Image credit: BagoGames, Flickr

2017 in review: the best and worst films of the year

To call the 2017 movie scene a rollercoaster ride would be an understatement. So, in order to navigate the many ups-and downs of this tumultuous past year, here is a look at some the biggest highs and lows.


The Best of 2017


From the moment the first teaser was released, this entry from director Christopher Nolan garnered the highest of expectations from critics and audiences alike. It did not disappoint.

Telling the story of the evacuation of nearly 350,000 Allied soldiers from the beaches at Normandy after their defeat by the Nazis in the first year of the war, Dunkirk recounts one of the most amazing true feats of collective human bravery in recent memory, in which huge swaths of civilians and servicemen alike rushed to France to aid these stranded soldiers.

Whilst its premise is truly a story worth knowing, this film’s genius comes from its ability to fastidiously depict this event from a multitude of intertwining perspectives; from a lowly civilian pleasure yacht heading to help the evacuation, to the blistering height of a spitfire squadron protecting the evacuees from air assault.

This technique means that the mighty Commander Bolton (Kenneth Branagh) seems no more important than common soldier Tommy (Fionn Whitehead). All these stories are worth telling. It’s testament to the quality of this film that Tom Hardy was praised for his acting performance, despite having most of his face covered for the majority of it.

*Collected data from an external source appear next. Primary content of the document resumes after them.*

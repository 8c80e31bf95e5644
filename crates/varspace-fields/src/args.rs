//! Field construction arguments.

use serde::{Deserialize, Serialize};
use serde_json::{Map, Value};

/// Positional and named arguments handed to a field factory.
///
/// The arguments are captured when a variable is declared and replayed each
/// time the variable is materialised onto a target type.
#[derive(Debug, Clone, Default, PartialEq, Serialize, Deserialize)]
pub struct FieldArgs {
    /// Positional arguments, in declaration order.
    #[serde(default)]
    pub args: Vec<Value>,

    /// Named arguments.
    #[serde(default, skip_serializing_if = "Map::is_empty")]
    pub kwargs: Map<String, Value>,
}

impl FieldArgs {
    pub fn new() -> Self {
        Self::default()
    }

    /// Arguments made of positional values only.
    pub fn positional<I, V>(args: I) -> Self
    where
        I: IntoIterator<Item = V>,
        V: Into<Value>,
    {
        Self {
            args: args.into_iter().map(Into::into).collect(),
            kwargs: Map::new(),
        }
    }

    /// Add a named argument.
    pub fn with_kwarg(mut self, key: impl Into<String>, value: impl Into<Value>) -> Self {
        self.kwargs.insert(key.into(), value.into());
        self
    }

    pub fn is_empty(&self) -> bool {
        self.args.is_empty() && self.kwargs.is_empty()
    }
}
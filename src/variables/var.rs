//! Variables, default values and local-namespace actions.

use serde_json::Value;
use std::sync::Arc;
use varspace_fields::{Field, FieldArgs, FieldError, FieldFactory};

/// Default value of a variable.
///
/// `Undefined` means no default is assigned. It is distinct from every real
/// value, `Value::Null` included.
#[derive(Debug, Clone, Default, PartialEq)]
pub enum DefaultValue {
    #[default]
    Undefined,
    Value(Value),
}

impl DefaultValue {
    pub fn is_defined(&self) -> bool {
        matches!(self, DefaultValue::Value(_))
    }

    pub fn as_value(&self) -> Option<&Value> {
        match self {
            DefaultValue::Value(v) => Some(v),
            DefaultValue::Undefined => None,
        }
    }
}

impl From<Value> for DefaultValue {
    fn from(value: Value) -> Self {
        DefaultValue::Value(value)
    }
}

impl From<Option<Value>> for DefaultValue {
    fn from(value: Option<Value>) -> Self {
        value.map_or(DefaultValue::Undefined, DefaultValue::Value)
    }
}

/// A variable declaration as written in a definition body.
///
/// The field kind is still a name here; it is resolved against the field
/// registry when the declaration is folded into a [`VarSpace`](super::VarSpace).
#[derive(Debug, Clone, PartialEq)]
pub struct Declaration {
    pub name: String,
    pub field_kind: String,
    pub args: FieldArgs,
    pub default: DefaultValue,
}

/// One action of a local namespace.
#[derive(Debug, Clone, PartialEq)]
pub enum Action {
    /// Introduce a new variable.
    Declare(Declaration),
    /// Give an existing variable a new default.
    Define { name: String, value: Value },
    /// Reset an existing variable to undefined.
    Undefine { name: String },
}

impl Action {
    /// Name of the targeted variable.
    pub fn name(&self) -> &str {
        match self {
            Action::Declare(decl) => &decl.name,
            Action::Define { name, .. } | Action::Undefine { name } => name,
        }
    }

    pub fn is_declaration(&self) -> bool {
        matches!(self, Action::Declare(_))
    }
}

/// A declared variable inside a composed space.
#[derive(Debug, Clone)]
pub struct Variable {
    name: String,
    factory: Arc<dyn FieldFactory>,
    args: FieldArgs,
    default: DefaultValue,
    declared_in: String,
    defined_in: Option<String>,
}

impl Variable {
    /// Create an undefined variable declared by `declared_in`.
    pub fn new(
        name: impl Into<String>,
        factory: Arc<dyn FieldFactory>,
        args: FieldArgs,
        declared_in: impl Into<String>,
    ) -> Self {
        Self {
            name: name.into(),
            factory,
            args,
            default: DefaultValue::Undefined,
            declared_in: declared_in.into(),
            defined_in: None,
        }
    }

    pub(crate) fn from_declaration(
        decl: &Declaration,
        factory: Arc<dyn FieldFactory>,
        definition: &str,
    ) -> Self {
        let mut var = Self::new(&decl.name, factory, decl.args.clone(), definition);
        if decl.default.is_defined() {
            var.set_default(decl.default.clone(), definition);
        }
        var
    }

    pub fn name(&self) -> &str {
        &self.name
    }

    /// Kind name of the field this variable is stored in.
    pub fn field_kind(&self) -> &str {
        self.factory.kind()
    }

    pub fn args(&self) -> &FieldArgs {
        &self.args
    }

    pub fn default(&self) -> &DefaultValue {
        &self.default
    }

    /// The default value, or `None` while undefined.
    pub fn default_value(&self) -> Option<&Value> {
        self.default.as_value()
    }

    pub fn is_defined(&self) -> bool {
        self.default.is_defined()
    }

    pub fn define(&mut self, value: Value) {
        self.default = DefaultValue::Value(value);
    }

    pub fn undefine(&mut self) {
        self.default = DefaultValue::Undefined;
    }

    /// Definition whose body declared the variable.
    pub fn declared_in(&self) -> &str {
        &self.declared_in
    }

    /// Last definition that changed the default, if any did.
    pub fn defined_in(&self) -> Option<&str> {
        self.defined_in.as_deref()
    }

    /// Build a fresh storage field from the declared arguments.
    pub fn build_field(&self) -> Result<Box<dyn Field>, FieldError> {
        self.factory.build(&self.args)
    }

    pub(crate) fn set_default(&mut self, default: DefaultValue, definition: &str) {
        self.default = default;
        self.defined_in = Some(definition.to_string());
    }
}

#[cfg(test)]
mod tests {
    use super::*;
    use serde_json::json;
    use varspace_fields::TypedFieldFactory;

    fn int_var() -> Variable {
        Variable::new(
            "v",
            Arc::new(TypedFieldFactory),
            FieldArgs::positional(["int"]),
            "Base",
        )
    }

    #[test]
    fn test_define_undefine_round_trip() {
        let mut var = int_var();
        assert!(!var.is_defined());
        assert_eq!(var.default_value(), None);

        var.define(json!(5));
        assert!(var.is_defined());
        assert_eq!(var.default_value(), Some(&json!(5)));

        var.undefine();
        assert!(!var.is_defined());
        var.undefine();
        assert!(!var.is_defined());
    }

    #[test]
    fn test_null_is_a_real_default() {
        let mut var = int_var();
        var.define(Value::Null);
        assert!(var.is_defined());
        assert_eq!(var.default_value(), Some(&Value::Null));
    }

    #[test]
    fn test_from_declaration_records_provenance() {
        let decl = Declaration {
            name: "timeout".to_string(),
            field_kind: "typed".to_string(),
            args: FieldArgs::positional(["int"]),
            default: json!(10).into(),
        };
        let var = Variable::from_declaration(&decl, Arc::new(TypedFieldFactory), "Base");
        assert_eq!(var.name(), "timeout");
        assert_eq!(var.field_kind(), "typed");
        assert_eq!(var.declared_in(), "Base");
        assert_eq!(var.defined_in(), Some("Base"));

        let bare = Declaration {
            default: DefaultValue::Undefined,
            ..decl
        };
        let var = Variable::from_declaration(&bare, Arc::new(TypedFieldFactory), "Base");
        assert_eq!(var.defined_in(), None);
    }

    #[test]
    fn test_build_field_validates() {
        let field = int_var().build_field().unwrap();
        assert!(field.validate(json!(1)).is_ok());
        assert!(field.validate(json!("1")).is_err());
    }

    #[test]
    fn test_action_name() {
        let action = Action::Undefine {
            name: "x".to_string(),
        };
        assert_eq!(action.name(), "x");
        assert!(!action.is_declaration());
    }

    #[test]
    fn test_default_value_from_option() {
        assert_eq!(DefaultValue::from(None::<Value>), DefaultValue::Undefined);
        assert_eq!(
            DefaultValue::from(Some(json!(1))),
            DefaultValue::Value(json!(1))
        );
    }
}
//! Reporting sink for diagnostic lines.
//!
//! The registry reports what it does through a [`ReportSink`]. How lines are
//! rendered is up to the sink; the default forwards them to the `log` facade.

use log::Level;
use std::sync::{Mutex, PoisonError};

/// Line-oriented diagnostic output.
pub trait ReportSink: Send + Sync {
    fn line(&self, level: Level, message: &str);

    fn info(&self, message: &str) {
        self.line(Level::Info, message);
    }

    fn warn(&self, message: &str) {
        self.line(Level::Warn, message);
    }

    fn debug(&self, message: &str) {
        self.line(Level::Debug, message);
    }
}

/// Forwards lines to the `log` facade.
#[derive(Debug, Clone, Copy, Default)]
pub struct LogSink;

impl ReportSink for LogSink {
    fn line(&self, level: Level, message: &str) {
        log::log!(target: "varspace::report", level, "{}", message);
    }
}

/// Keeps lines in memory.
#[derive(Debug, Default)]
pub struct BufferSink {
    lines: Mutex<Vec<(Level, String)>>,
}

impl BufferSink {
    pub fn new() -> Self {
        Self::default()
    }

    /// Recorded lines, oldest first.
    pub fn lines(&self) -> Vec<(Level, String)> {
        self.lines
            .lock()
            .unwrap_or_else(PoisonError::into_inner)
            .clone()
    }

    /// Recorded messages at `level`.
    pub fn messages(&self, level: Level) -> Vec<String> {
        self.lines()
            .into_iter()
            .filter(|(l, _)| *l == level)
            .map(|(_, m)| m)
            .collect()
    }
}

impl ReportSink for BufferSink {
    fn line(&self, level: Level, message: &str) {
        self.lines
            .lock()
            .unwrap_or_else(PoisonError::into_inner)
            .push((level, message.to_string()));
    }
}

impl<T: ReportSink + ?Sized> ReportSink for std::sync::Arc<T> {
    fn line(&self, level: Level, message: &str) {
        (**self).line(level, message);
    }
}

It seems even giving Harry Styles his first foray into acting wasn’t enough to crash this film.


Baby Driver

Edgar Wright’s newest entry was a complete break from the comedic style of the Cornetto Trilogy that helped him make his name. To many, straying from the tried and tested path would be called risky, but, as they say, with great risk comes great reward. The result was a beautiful cinematic high point of 2017.

Filled with a beautiful romance and amazingly portrayed action and driving sequences, this film has it all, and it does it all really well. However, it is musically that this film really hits its stride, with a soundtrack that truly puts it into a league of its own. Its genius comes from how Wright uses the soundtrack. Music is utterly central to the film, both for us as an audience and for the tinnitus-plagued protagonist, who uses music to cope with the monotonous background noise caused by his condition. The way the fourth wall is broken down with music, in which its deliberately ambiguous as to whether the music heard is being listened to by Baby or just us, makes it all hit home further.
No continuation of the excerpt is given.